The caregiver that functions as a wellspring has tapped into the deeper artesian spring of God’s love and presence and even if depleted is quickly filled. Contrasting the earthly and heavenly well there is One who said, “Everyone who drinks of this water will be thirsty again, but whoever drinks of the water that I will give him will never be thirsty forever. The water that I will give him will become in him a spring of water welling up to eternal life” (John 4:13,14).
There are some limits to caregiving that must be recognized. Even Christ the Caregiver is limited by the freedom of will that is an intrinsic right of those for whom He cares. He allows us to say “No!” We ourselves are bound by the same reality in our offers to care for others. On another level there is no comparison of His ability as a caregiver with our lesser ability. It is not for nothing that He is called the Redeemer, and we the redeemed. His caregiving becomes incarnate in our caregiving but subject to our humanity and limitations, but by the grace of God we are what we are and His grace in us is not in vain. Caregivers give care only by virtue of their connection with the Christ in the power of the Spirit.
Being filled with this amazing water of the Holy Spirit requires both inflow and outflow. Without the inflow that comes through worship, praise, prayer and reflection on God’s word the well soon dries up. It is necessary to drink daily and drink deeply. Without outflow, without giving care the water becomes stagnant and the well itself becomes dank and drear. The one who actively leans upon Him is like a tree planted the water that sends out its roots by the stream. The one who drinks deeply of His Presence is like a deep well of water springing forth and giving life to those who need care.
A Response to a Query:
There is a fine line between giving care and trying to fix the problems of others. In our family we have discovered the Crusader Rabbit syndrome. Crusader Rabbit is large, white, fluffy bunny that takes his sword, his shield and his lance, mounts his white stallion and charges down on a problem situation (or person) and attempts to fix things. The problem is that fixing things is not our responsibility, but loving and giving care is. Generally when Crusader Rabbit mounts his white horse and charges down he is about to get knocked off his horse.
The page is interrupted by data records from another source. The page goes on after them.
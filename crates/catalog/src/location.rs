use std::borrow::Cow;

use foundation::math::LatLon;
use serde::{Deserialize, Serialize};

pub const HEADQUARTERS: &str = "headquarters";

/// What a location is: the company's own site or a hosting provider's.
///
/// Serialized as a bare string; anything other than `"headquarters"` is a
/// provider identifier. Unknown providers are kept, not rejected.
#[derive(Debug, Clone, PartialEq, Eq, Hash, PartialOrd, Ord, Serialize, Deserialize)]
#[serde(from = "String", into = "String")]
pub enum Category {
    Headquarters,
    Provider(Cow<'static, str>),
}

impl Category {
    pub const fn provider(id: &'static str) -> Self {
        Category::Provider(Cow::Borrowed(id))
    }

    pub fn as_str(&self) -> &str {
        match self {
            Category::Headquarters => HEADQUARTERS,
            Category::Provider(id) => id,
        }
    }

    pub fn is_headquarters(&self) -> bool {
        matches!(self, Category::Headquarters)
    }
}

impl From<String> for Category {
    fn from(s: String) -> Self {
        let trimmed = s.trim();
        if trimmed.eq_ignore_ascii_case(HEADQUARTERS) {
            Category::Headquarters
        } else {
            Category::Provider(Cow::Owned(trimmed.to_ascii_lowercase()))
        }
    }
}

impl From<Category> for String {
    fn from(c: Category) -> Self {
        c.as_str().to_string()
    }
}

impl std::fmt::Display for Category {
    fn fmt(&self, f: &mut std::fmt::Formatter<'_>) -> std::fmt::Result {
        f.write_str(self.as_str())
    }
}

/// A named site on the globe. Immutable once catalogued.
#[derive(Debug, Clone, PartialEq, Serialize, Deserialize)]
pub struct Location {
    pub name: Cow<'static, str>,
    /// Degrees.
    pub lat: f64,
    /// Degrees.
    pub lon: f64,
    pub category: Category,
    /// Display name of the provider (or "Headquarters").
    pub provider: Cow<'static, str>,
    #[serde(default, skip_serializing_if = "Option::is_none")]
    pub city: Option<Cow<'static, str>>,
    #[serde(default, skip_serializing_if = "Option::is_none")]
    pub country: Option<Cow<'static, str>>,
}

impl Location {
    pub const fn site(
        name: &'static str,
        lat: f64,
        lon: f64,
        category: Category,
        provider: &'static str,
        city: &'static str,
        country: &'static str,
    ) -> Self {
        Self {
            name: Cow::Borrowed(name),
            lat,
            lon,
            category,
            provider: Cow::Borrowed(provider),
            city: Some(Cow::Borrowed(city)),
            country: Some(Cow::Borrowed(country)),
        }
    }

    pub fn position(&self) -> LatLon {
        LatLon::new(self.lat, self.lon)
    }
}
I think it is a good thing to volunteer, unlike the shrunken soul who said that the best advice he ever received was to never volunteer. You have remarked that “As a child I was told not to speak unless spoken to and to wait until I was asked to do something.” As a child I remember the dictum, "children should be seen and not heard", (and I might, add “and preferably not seen either!”). That kind of attitude was a vestige of those halcyon days when the governess presented the children to the parents after dinner for inspection, but for little else. Children should be respectful, but so should adults, even of children. On a simple level even respectful children would bless their parents by volunteering to wash the dishes or walk the dog.
As for your living arrangement. There are so many mixed motives and emotions in any family living arrangement. What's done is done. However there is here a matter for some serious and persistent prayer. The question is not "What should I have done?", but, "What should I do now?" The mind of man plans his way but the Lord directs his step.